Nathan Williams Has Right Tutor in Audition for NFL
By Brandon Castel
COLUMBUS, Ohio — Nathan Williams has already beaten the odds.
Photo by Dan Harker
Not many athletes ever come back from the kind of injury Ohio State’s senior defensive end suffered at the beginning of the last season. When the words microfracture surgery surfaced, most people anticipated Williams would never play the game of football again.
At least not at the same level he was playing at in 2010, when he was one of the most disruptive players on a Buckeye defense that shut down Ryan Mallett and the high-powered Arkansas offense in the Sugar Bowl.
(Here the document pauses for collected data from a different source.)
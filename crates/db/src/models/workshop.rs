use chrono::{DateTime, Utc};
use sea_orm::{
    ActiveModelTrait, ColumnTrait, ConnectionTrait, DbErr, EntityTrait, QueryFilter, QueryOrder,
    Set,
};
use serde::{Deserialize, Serialize};
use thiserror::Error;
use uuid::Uuid;

use crate::entities::workshop;

#[derive(Debug, Error)]
pub enum WorkshopError {
    #[error(transparent)]
    Database(#[from] DbErr),
    #[error("Workshop not found")]
    NotFound,
    #[error("A workshop with this access code already exists")]
    DuplicateAccessCode,
}

#[derive(Debug, Clone, Serialize, Deserialize)]
pub struct Workshop {
    pub id: Uuid,
    pub title: String,
    pub access_code: String,
    pub active: bool,
    pub video_submission_count: i32,
    pub video_generated_at: Option<DateTime<Utc>>,
    pub created_at: DateTime<Utc>,
    pub updated_at: DateTime<Utc>,
}

#[derive(Debug, Deserialize)]
pub struct CreateWorkshop {
    pub title: String,
    pub access_code: String,
    pub active: Option<bool>,
}

impl Workshop {
    fn from_model(model: workshop::Model) -> Self {
        Self {
            id: model.uuid,
            title: model.title,
            access_code: model.access_code,
            active: model.active,
            video_submission_count: model.video_submission_count,
            video_generated_at: model.video_generated_at.map(Into::into),
            created_at: model.created_at.into(),
            updated_at: model.updated_at.into(),
        }
    }

    pub async fn create<C: ConnectionTrait>(
        db: &C,
        data: &CreateWorkshop,
    ) -> Result<Self, WorkshopError> {
        let code = data.access_code.trim();
        let existing = workshop::Entity::find()
            .filter(workshop::Column::AccessCode.eq(code))
            .one(db)
            .await?;
        if existing.is_some() {
            return Err(WorkshopError::DuplicateAccessCode);
        }

        let now = Utc::now();
        let active = workshop::ActiveModel {
            uuid: Set(Uuid::new_v4()),
            title: Set(data.title.clone()),
            access_code: Set(code.to_string()),
            active: Set(data.active.unwrap_or(true)),
            video_submission_count: Set(0),
            video_generated_at: Set(None),
            created_at: Set(now),
            updated_at: Set(now),
            ..Default::default()
        };
        let model = active.insert(db).await?;
        Ok(Self::from_model(model))
    }

    pub async fn find_all<C: ConnectionTrait>(db: &C) -> Result<Vec<Self>, DbErr> {
        let records = workshop::Entity::find()
            .order_by_desc(workshop::Column::CreatedAt)
            .all(db)
            .await?;
        Ok(records.into_iter().map(Self::from_model).collect())
    }

    pub async fn find_by_uuid<C: ConnectionTrait>(
        db: &C,
        id: Uuid,
    ) -> Result<Option<Self>, DbErr> {
        let record = workshop::Entity::find()
            .filter(workshop::Column::Uuid.eq(id))
            .one(db)
            .await?;
        Ok(record.map(Self::from_model))
    }

    pub async fn find_by_access_code<C: ConnectionTrait>(
        db: &C,
        access_code: &str,
    ) -> Result<Option<Self>, DbErr> {
        let record = workshop::Entity::find()
            .filter(workshop::Column::AccessCode.eq(access_code.trim()))
            .one(db)
            .await?;
        Ok(record.map(Self::from_model))
    }

    pub async fn set_active<C: ConnectionTrait>(
        db: &C,
        id: Uuid,
        active: bool,
    ) -> Result<Self, WorkshopError> {
        let record = workshop::Entity::find()
            .filter(workshop::Column::Uuid.eq(id))
            .one(db)
            .await?
            .ok_or(WorkshopError::NotFound)?;

        let mut model: workshop::ActiveModel = record.into();
        model.active = Set(active);
        model.updated_at = Set(Utc::now());
        let model = model.update(db).await?;
        Ok(Self::from_model(model))
    }

    pub async fn delete<C: ConnectionTrait>(db: &C, id: Uuid) -> Result<u64, DbErr> {
        let result = workshop::Entity::delete_many()
            .filter(workshop::Column::Uuid.eq(id))
            .exec(db)
            .await?;
        Ok(result.rows_affected)
    }
}

#[cfg(test)]
mod tests {
    use sea_orm::Database;
    use sea_orm_migration::MigratorTrait;

    use super::*;

    async fn setup_db() -> sea_orm::DatabaseConnection {
        let db = Database::connect("sqlite::memory:").await.unwrap();
        db_migration::Migrator::up(&db, None).await.unwrap();
        db
    }

    #[tokio::test]
    async fn create_and_find_by_access_code_trims_input() {
        let db = setup_db().await;

        let workshop = Workshop::create(
            &db,
            &CreateWorkshop {
                title: "Futuristische planten".to_string(),
                access_code: "ABC123".to_string(),
                active: None,
            },
        )
        .await
        .unwrap();
        assert!(workshop.active);

        let found = Workshop::find_by_access_code(&db, "  ABC123  ")
            .await
            .unwrap()
            .expect("workshop by code");
        assert_eq!(found.id, workshop.id);

        assert!(
            Workshop::find_by_access_code(&db, "NOPE")
                .await
                .unwrap()
                .is_none()
        );
    }

    #[tokio::test]
    async fn duplicate_access_codes_are_rejected() {
        let db = setup_db().await;

        Workshop::create(
            &db,
            &CreateWorkshop {
                title: "Eerste".to_string(),
                access_code: "DUP".to_string(),
                active: None,
            },
        )
        .await
        .unwrap();

        let err = Workshop::create(
            &db,
            &CreateWorkshop {
                title: "Tweede".to_string(),
                access_code: "DUP".to_string(),
                active: None,
            },
        )
        .await
        .unwrap_err();
        assert!(matches!(err, WorkshopError::DuplicateAccessCode));
    }

    #[tokio::test]
    async fn set_active_toggles_flag() {
        let db = setup_db().await;

        let workshop = Workshop::create(
            &db,
            &CreateWorkshop {
                title: "Workshop".to_string(),
                access_code: "TOGGLE".to_string(),
                active: Some(true),
            },
        )
        .await
        .unwrap();

        let updated = Workshop::set_active(&db, workshop.id, false).await.unwrap();
        assert!(!updated.active);

        let err = Workshop::set_active(&db, Uuid::new_v4(), true)
            .await
            .unwrap_err();
        assert!(matches!(err, WorkshopError::NotFound));
    }
}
He missed almost his entire senior season because of the injury, but it opened the door for him to return as a fifth-year senior under new head coach Urban Meyer. While they clearly missed his intensity on the field last season, there’s no telling where the undefeated Buckeyes would be defensively without him in 2012.
“Nobody plays harder,” OSU defensive line coach Mike Vrabel said this week.
Photo by Jim Davidson
“There might be guys who play just as hard, but Nathan plays as hard as anyone we have. He throws his body around for our defense and for our team and we’re seeing some good results. There’s just some technique things that he knows we need to continue to work on, but he’ll continue to develop.”
Williams hasn’t put up huge numbers this year, not the kind of numbers he would like to have after leading the Buckeyes in sacks two years ago. He has just two of them this year, to go with 2.5 tackles for loss.
That’s not exactly the kind of production Ohio State would like to have from the Leo position, but this year’s defense is so razor thin at linebacker that defensive coordinator Luke Fickell has asked Williams to do much more than any play who has ever played that position for the scarlet and gray.
“I think Nathan’s attitude has been great,” Vrabel said.
“His dedication to the football team has been great and so has his dedication to learning and studying, because we’re asking him to do more like play some linebacker and play some defensive end. He’s committed himself to this football team and doing what’s best for the team and we’re happy to see that.”
When fellow fifth-year senior Etienne Sabino went down with a broken leg against Nebraska, the coaches again turned to Williams. Rather than thrusting a freshman like Joshua Perry or Jamal Marcus into the fray at Sam linebacker, they simply asked Williams to take on another responsibility in the front seven.
Photo by Jim Davidson
“I’ve had to do a lot of studying to get Sam down, said Williams, who played some outside linebacker the last two weeks against Purdue and Penn State.
“I didn’t take very many reps last week playing Sam, so it was kind of new for me, but it’s what I have to do at the next level anyway. So I might as well get it done now.”
Playing at the next level seemed like a pipe dream for Williams at this time last season. He was out for the year, and maybe done for his career, but the former PrepStar All-American has reinvented himself after an injury that could have easily put an end to his football playing days.
“Everybody plays this game for different reasons and Nathan is trying to make the National Football League,” Vrabel said.
“He’s trying to come back from a knee injury, and if that’s his motivation, more power to him. But what he’s done is he’s dedicated himself to the team. He’s stayed in shape. He’s working. He’s trying to lead. And if you play hard and you fly around, then you have the ability to lead. That doesn’t mean you’re a captain, that means that you show guys how to play. How hard you play and how you play with effort each snap, that gives you the ability to be a leader on this football team.”
Williams is 6-3, 250 pounds. He has good speed and great strength for a college defensive end, but it’s impossible to predict how he might fit best at the next level. There are so many different schemes on defense, Williams could end up trying to make a team as an end in a 4-3 system or an outside linebacker in a 3-4.
Fortunately, he’s got a guy who did both for 14 years in the NFL with the Pittsburgh Steelers, New England Patriots and Kansas City Chiefs as his mentor and position coach.
“It’s such a great thing to have coach Vrabel as my coach,” Williams said after the Penn State game.
“He did it for so long in the NFL and he played my position, so I’ve learned a tremendous amount from him. Coach Fickell has also done an outstanding job with me, with our defensive line and linebackers.
“Who would have thought Zach Boren would be playing linebacker at such a high level. Credit coach Fickell and our whole defense for supporting him.”
When the Buckeyes were in base defense against the Nittany Lions on Saturday, they had Boren, a converted fullback, at Mike (middle) linebacker and Williams at Sam (strongside) backer. Even Ryan Shazier is more of a hard-hitting strong safety playing Will linebacker right now, but Meyer said Thursday the Buckeyes should get Sabino back for the Wisconsin game in two weeks.
That would allow Williams to go back to doing what he does best.
“I’m just trying to do my job as best I can to free up as many guys as I can, and if I can make plays in the meantime that’s a big bonus,” he said.
“Most of the time I’m dropping, but when John (Simon) and I are both rushing, we feel like we’ve been on a roll and can really bring pressure on both ends.”